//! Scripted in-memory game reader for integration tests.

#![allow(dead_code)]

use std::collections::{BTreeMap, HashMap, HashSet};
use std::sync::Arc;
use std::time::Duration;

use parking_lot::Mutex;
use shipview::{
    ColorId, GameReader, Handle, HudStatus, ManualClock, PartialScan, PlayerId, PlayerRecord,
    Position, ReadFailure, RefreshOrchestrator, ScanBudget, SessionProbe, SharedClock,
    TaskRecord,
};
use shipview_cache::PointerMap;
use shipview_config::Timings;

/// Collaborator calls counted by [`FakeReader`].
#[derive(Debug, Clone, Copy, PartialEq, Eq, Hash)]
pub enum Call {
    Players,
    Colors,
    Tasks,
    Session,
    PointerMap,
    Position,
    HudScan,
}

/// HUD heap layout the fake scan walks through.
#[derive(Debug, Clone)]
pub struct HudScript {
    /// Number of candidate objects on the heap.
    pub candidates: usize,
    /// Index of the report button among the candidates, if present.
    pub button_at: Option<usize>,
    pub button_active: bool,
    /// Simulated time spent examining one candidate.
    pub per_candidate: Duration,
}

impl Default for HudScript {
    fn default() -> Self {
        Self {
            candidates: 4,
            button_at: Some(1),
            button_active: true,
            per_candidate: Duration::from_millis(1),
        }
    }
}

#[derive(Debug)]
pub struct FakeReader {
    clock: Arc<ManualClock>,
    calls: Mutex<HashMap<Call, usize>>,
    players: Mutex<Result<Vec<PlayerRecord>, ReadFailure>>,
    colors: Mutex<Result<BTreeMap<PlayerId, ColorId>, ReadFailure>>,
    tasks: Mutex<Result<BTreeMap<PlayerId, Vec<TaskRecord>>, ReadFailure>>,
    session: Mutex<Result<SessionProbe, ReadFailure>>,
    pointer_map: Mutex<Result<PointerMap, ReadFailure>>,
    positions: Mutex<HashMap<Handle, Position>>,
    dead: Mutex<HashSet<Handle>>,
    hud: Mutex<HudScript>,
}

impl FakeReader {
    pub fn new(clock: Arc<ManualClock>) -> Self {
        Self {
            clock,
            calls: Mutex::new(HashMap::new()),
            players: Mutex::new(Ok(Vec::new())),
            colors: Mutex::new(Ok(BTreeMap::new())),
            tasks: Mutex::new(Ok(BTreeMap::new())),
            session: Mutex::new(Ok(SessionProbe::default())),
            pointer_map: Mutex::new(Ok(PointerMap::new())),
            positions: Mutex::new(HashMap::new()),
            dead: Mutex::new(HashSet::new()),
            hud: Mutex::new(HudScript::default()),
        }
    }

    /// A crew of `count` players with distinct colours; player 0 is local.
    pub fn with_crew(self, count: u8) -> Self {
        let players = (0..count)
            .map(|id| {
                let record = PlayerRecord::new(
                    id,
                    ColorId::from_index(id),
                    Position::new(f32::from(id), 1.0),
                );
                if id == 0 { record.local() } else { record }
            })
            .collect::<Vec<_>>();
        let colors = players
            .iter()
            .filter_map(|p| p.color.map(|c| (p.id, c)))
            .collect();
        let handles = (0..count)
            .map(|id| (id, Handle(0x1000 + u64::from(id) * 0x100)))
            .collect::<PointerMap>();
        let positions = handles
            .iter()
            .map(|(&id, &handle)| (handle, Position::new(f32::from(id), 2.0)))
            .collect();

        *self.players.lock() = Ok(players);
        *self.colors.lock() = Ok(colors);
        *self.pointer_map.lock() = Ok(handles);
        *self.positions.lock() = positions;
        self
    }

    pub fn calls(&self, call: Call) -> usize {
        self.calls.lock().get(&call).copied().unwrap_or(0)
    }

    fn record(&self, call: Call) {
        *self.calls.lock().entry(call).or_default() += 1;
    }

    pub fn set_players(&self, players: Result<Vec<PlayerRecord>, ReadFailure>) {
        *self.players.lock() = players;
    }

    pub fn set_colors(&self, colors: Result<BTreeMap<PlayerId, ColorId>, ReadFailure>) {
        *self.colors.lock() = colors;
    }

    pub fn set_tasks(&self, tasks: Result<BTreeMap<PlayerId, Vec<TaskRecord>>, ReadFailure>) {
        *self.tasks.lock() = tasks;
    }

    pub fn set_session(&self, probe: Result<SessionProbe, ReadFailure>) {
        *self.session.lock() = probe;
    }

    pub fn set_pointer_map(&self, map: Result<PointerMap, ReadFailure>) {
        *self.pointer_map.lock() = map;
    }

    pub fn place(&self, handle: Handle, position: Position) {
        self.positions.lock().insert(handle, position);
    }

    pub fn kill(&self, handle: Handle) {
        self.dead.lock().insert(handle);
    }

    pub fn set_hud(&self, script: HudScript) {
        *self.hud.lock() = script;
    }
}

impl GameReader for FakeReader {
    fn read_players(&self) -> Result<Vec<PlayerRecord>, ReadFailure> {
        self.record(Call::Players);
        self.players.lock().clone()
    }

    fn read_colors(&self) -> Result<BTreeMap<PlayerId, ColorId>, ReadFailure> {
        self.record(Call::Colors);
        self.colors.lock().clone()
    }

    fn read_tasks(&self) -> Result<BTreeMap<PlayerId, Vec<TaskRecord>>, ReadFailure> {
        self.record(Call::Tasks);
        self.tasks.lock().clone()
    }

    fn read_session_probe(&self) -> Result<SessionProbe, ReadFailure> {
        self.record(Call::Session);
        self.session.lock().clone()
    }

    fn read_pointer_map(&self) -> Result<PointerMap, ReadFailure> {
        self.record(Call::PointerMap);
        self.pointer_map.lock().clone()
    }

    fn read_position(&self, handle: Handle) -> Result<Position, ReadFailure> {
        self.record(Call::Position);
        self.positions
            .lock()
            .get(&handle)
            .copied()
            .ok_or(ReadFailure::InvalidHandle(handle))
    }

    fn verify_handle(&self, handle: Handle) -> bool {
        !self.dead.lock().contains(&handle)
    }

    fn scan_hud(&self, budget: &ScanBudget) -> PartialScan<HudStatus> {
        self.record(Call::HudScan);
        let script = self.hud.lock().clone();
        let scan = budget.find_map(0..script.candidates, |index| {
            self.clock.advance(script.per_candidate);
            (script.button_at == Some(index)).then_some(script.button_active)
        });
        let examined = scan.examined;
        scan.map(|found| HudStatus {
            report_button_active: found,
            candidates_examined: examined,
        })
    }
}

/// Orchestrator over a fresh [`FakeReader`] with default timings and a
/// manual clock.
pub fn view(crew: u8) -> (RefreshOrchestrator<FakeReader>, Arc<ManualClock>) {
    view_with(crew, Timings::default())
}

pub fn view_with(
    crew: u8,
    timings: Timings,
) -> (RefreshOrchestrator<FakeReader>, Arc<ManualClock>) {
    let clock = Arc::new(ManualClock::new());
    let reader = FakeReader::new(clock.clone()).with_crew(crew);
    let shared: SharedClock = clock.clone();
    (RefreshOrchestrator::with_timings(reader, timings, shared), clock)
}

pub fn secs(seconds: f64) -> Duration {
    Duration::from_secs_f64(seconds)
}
※
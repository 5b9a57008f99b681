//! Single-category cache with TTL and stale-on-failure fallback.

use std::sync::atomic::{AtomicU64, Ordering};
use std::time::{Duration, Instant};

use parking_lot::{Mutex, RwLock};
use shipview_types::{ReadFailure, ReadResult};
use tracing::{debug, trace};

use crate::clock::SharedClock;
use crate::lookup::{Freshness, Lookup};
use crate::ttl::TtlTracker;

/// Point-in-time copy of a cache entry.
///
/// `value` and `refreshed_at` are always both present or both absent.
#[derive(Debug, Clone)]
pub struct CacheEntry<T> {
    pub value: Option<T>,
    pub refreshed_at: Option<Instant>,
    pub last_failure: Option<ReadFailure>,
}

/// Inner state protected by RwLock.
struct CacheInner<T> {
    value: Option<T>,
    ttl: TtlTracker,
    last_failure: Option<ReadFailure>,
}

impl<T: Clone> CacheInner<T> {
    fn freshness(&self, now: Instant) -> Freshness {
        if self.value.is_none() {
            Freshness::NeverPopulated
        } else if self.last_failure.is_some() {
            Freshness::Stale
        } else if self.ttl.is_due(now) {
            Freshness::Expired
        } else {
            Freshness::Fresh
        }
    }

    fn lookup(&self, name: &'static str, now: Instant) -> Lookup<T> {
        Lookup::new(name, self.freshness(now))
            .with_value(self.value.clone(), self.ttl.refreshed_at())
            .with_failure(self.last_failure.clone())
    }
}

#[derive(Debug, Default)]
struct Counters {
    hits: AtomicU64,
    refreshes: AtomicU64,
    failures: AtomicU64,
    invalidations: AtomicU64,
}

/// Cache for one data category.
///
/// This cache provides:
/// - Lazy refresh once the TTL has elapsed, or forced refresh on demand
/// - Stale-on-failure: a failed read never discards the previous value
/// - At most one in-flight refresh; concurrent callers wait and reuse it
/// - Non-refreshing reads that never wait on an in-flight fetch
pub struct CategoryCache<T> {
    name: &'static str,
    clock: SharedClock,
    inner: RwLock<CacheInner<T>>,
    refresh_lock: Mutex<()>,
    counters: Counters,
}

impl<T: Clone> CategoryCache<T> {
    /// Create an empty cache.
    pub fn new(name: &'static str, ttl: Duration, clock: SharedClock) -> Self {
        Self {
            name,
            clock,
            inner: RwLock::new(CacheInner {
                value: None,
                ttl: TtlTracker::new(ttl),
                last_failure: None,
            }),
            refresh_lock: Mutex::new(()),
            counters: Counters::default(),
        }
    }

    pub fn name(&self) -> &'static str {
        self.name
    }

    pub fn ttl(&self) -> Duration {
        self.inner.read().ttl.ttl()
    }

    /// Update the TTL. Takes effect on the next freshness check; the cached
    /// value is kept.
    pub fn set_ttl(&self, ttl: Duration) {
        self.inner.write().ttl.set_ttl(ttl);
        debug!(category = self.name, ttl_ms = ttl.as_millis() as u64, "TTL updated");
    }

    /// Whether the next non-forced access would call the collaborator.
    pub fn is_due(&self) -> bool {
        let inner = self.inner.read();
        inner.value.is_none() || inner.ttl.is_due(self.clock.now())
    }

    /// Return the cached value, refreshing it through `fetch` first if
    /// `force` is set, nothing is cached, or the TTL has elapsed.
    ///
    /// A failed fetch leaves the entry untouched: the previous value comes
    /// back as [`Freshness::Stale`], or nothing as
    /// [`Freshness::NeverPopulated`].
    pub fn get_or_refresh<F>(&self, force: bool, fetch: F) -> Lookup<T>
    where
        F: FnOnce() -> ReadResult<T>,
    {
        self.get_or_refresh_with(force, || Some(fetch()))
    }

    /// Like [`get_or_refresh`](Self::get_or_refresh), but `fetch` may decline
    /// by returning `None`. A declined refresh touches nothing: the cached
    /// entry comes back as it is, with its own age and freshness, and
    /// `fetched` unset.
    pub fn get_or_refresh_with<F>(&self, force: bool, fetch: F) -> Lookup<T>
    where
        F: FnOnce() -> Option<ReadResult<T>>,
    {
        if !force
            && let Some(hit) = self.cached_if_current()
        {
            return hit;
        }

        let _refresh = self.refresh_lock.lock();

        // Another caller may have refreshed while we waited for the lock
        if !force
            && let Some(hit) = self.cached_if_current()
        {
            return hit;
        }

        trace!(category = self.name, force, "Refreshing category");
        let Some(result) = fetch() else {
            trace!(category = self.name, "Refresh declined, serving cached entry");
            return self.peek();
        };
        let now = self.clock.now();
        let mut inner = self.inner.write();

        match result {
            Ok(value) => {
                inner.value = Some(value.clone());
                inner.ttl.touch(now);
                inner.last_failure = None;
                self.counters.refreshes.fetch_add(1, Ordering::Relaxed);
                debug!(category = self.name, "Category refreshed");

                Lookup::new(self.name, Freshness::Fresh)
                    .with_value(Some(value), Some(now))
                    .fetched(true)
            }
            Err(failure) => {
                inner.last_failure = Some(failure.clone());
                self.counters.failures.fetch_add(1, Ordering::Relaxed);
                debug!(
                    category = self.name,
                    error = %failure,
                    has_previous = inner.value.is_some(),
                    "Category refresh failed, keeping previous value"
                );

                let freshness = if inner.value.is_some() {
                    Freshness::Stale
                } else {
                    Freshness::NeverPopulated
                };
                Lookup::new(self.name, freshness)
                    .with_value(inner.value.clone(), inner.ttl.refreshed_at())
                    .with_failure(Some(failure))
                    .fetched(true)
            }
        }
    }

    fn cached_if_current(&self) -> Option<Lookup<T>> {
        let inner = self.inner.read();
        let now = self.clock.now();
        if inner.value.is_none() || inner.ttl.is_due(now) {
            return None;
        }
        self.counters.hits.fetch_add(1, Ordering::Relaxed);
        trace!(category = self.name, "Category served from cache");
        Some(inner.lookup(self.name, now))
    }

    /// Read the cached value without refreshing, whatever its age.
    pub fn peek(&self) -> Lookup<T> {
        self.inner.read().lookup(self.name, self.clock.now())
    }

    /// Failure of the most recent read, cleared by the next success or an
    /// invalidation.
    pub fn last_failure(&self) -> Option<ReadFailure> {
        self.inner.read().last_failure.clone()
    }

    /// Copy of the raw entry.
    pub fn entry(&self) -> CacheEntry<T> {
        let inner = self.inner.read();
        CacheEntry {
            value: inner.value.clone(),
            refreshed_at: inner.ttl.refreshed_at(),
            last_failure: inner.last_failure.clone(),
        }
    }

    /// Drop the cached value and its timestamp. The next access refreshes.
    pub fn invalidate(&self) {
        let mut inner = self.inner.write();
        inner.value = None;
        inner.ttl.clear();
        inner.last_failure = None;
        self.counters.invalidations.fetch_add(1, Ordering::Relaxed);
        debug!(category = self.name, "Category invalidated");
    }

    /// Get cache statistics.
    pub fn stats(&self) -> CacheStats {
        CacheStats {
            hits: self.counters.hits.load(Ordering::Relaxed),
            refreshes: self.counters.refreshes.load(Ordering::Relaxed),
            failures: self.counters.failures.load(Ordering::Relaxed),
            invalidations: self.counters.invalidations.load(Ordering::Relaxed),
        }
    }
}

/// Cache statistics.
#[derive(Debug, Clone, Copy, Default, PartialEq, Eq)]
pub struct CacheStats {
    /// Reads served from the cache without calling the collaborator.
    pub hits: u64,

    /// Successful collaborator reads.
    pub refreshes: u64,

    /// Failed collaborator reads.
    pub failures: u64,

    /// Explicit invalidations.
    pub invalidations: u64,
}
※
The answer should be all lines from the entries above that hold the word "RwLock".

use parking_lot::{Mutex, RwLock};
/// Inner state protected by RwLock.
    inner: RwLock<CacheInner<T>>,
            inner: RwLock::new(CacheInner {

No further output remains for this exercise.